Participants at a stakeholders meeting to discuss peace building, before, during and after the November 7 elections have lauded the introduction of an initiative dubbed: “Women Situation Room (WSR) in Ghana”.
The Women Situation Room is a concept first implemented under the Angie-Brooks International centre during the Liberian presidential and legislative elections.
The concept promotes the active participation of youth and women in peace and security effort and empower them to engage in peace processes and conflict prevention mechanism.
The participants maintained that women are not passive observers when it come to politics and conflicts but rather play critical roles in the background.
Ms Levinia Addae-Mensah, Programmes Director of the West Africa Network for PeaceBuilding (WANEP) said the WSR is an opportunity for women to be part of the peace building process since election situation rooms are powerful in helping to define the post-election status of a country.
She explained that due to its expensive work in elections and experience in running election situation rooms, WANEP has been approached by the Angie Brookes International centre, the initiators of the WSR to be the conveners of the room in Ghana.
WANEP’s own election situation room in various countries in the sub-region was anchored on its early warning system, based on country-specific indicators.
Ms Addae-Mensah said the WSR would be run concurrently with WANEP’s election situation room, which would be launched later.
She said WANEP would put its expertise and partnerships with key stakeholders at the disposal of the WSR.
Ms Hilary Gbedemah, Rector of the Law Institute and representative of Ghana on the United Nations Committee on the Elimination of Discrimination Against Women (CEDAW), said the process of the WSR, once internalised, “would be something we can used all the time, not only re-actively but proactively in issues of conflict”.
“When communities embrace this concept, it becomes part of them and they will be able to control the incidents that give cause for conflicts and can rise against it.
“Election season is a time everything comes together, the simmering conflicts and disagreements find their eruption in the process and so this is as good a time for anyone to begin such an initiative that would last throughout,” she said.
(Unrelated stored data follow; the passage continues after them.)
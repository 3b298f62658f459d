//! Position-aligned list commonization.

use super::Commonizer;
use crate::CommonizerError;

/// Commonizes lists element by element with one element commonizer per
/// position. Lists of different lengths fail.
pub struct ListCommonizer<C, F> {
    factory: F,
    elements: Option<Vec<C>>,
    failed: bool,
}

impl<C, F: Fn() -> C> ListCommonizer<C, F> {
    pub fn new(factory: F) -> Self {
        Self {
            factory,
            elements: None,
            failed: false,
        }
    }
}

impl<T, R, C, F> Commonizer<[T], Vec<R>> for ListCommonizer<C, F>
where
    C: Commonizer<T, R>,
    F: Fn() -> C,
{
    fn commonize_with(&mut self, next: &[T]) -> bool {
        if self.failed {
            return false;
        }
        let factory = &self.factory;
        let elements = self
            .elements
            .get_or_insert_with(|| next.iter().map(|_| factory()).collect());

        self.failed = elements.len() != next.len()
            || !elements
                .iter_mut()
                .zip(next)
                .all(|(element, value)| element.commonize_with(value));
        !self.failed
    }

    fn result(&self) -> Result<Vec<R>, CommonizerError> {
        if self.failed {
            return Err(CommonizerError::IllegalState {
                commonizer: "list",
                reason: "result read after failure",
            });
        }
        let Some(elements) = &self.elements else {
            return Err(CommonizerError::IllegalState {
                commonizer: "list",
                reason: "result read before any value",
            });
        };
        elements.iter().map(|element| element.result()).collect()
    }
}

/// Batch form: commonize the `i`-th elements of every list with `element`.
///
/// Fails if the lists differ in length or any position fails.
pub fn commonize_positionally<T, R>(
    lists: &[&[T]],
    mut element: impl FnMut(&[&T]) -> Option<R>,
) -> Option<Vec<R>> {
    let len = lists.first()?.len();
    if lists.iter().any(|list| list.len() != len) {
        return None;
    }
    let mut column = Vec::with_capacity(lists.len());
    (0..len)
        .map(|index| {
            column.clear();
            column.extend(lists.iter().map(|list| &list[index]));
            element(&column)
        })
        .collect()
}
Ms Gbedemah said women are not laid back on issues of conflicts; they have opinions on conflicts, suffer its effects, and sometimes drawn into its various roles, but are left out during peace building efforts.
She said women are not usually found at the negotiating tables and formal processes for the same reasons that their participation in public decision making was low.
She said women once welcomed, play important roles in brokering peace, adding that WANEP could learn some lessons from the WSR to enhance it election situation room.
She lauded WANEP's role in bringing the WSR to Ghana, saying, it ensures that the partisanship and the perception of government involvement is completely taken out since conflicts do not affect people on partisan lines.
“When an initiative can be seen as involving everyone then 80 per cent of the battle has been won,” she said.
Janet Saney-Kumah, Director Capacity Development and Outreach at the National Peace Council said the idea is nouvelle one and in the right direction.
She said the stakes are quite high for of the major political parties in this year’s elections, which could lead to very tense situations thus the need for all peace building actors to work to maintain peace.
She said women are very strategic to peace building.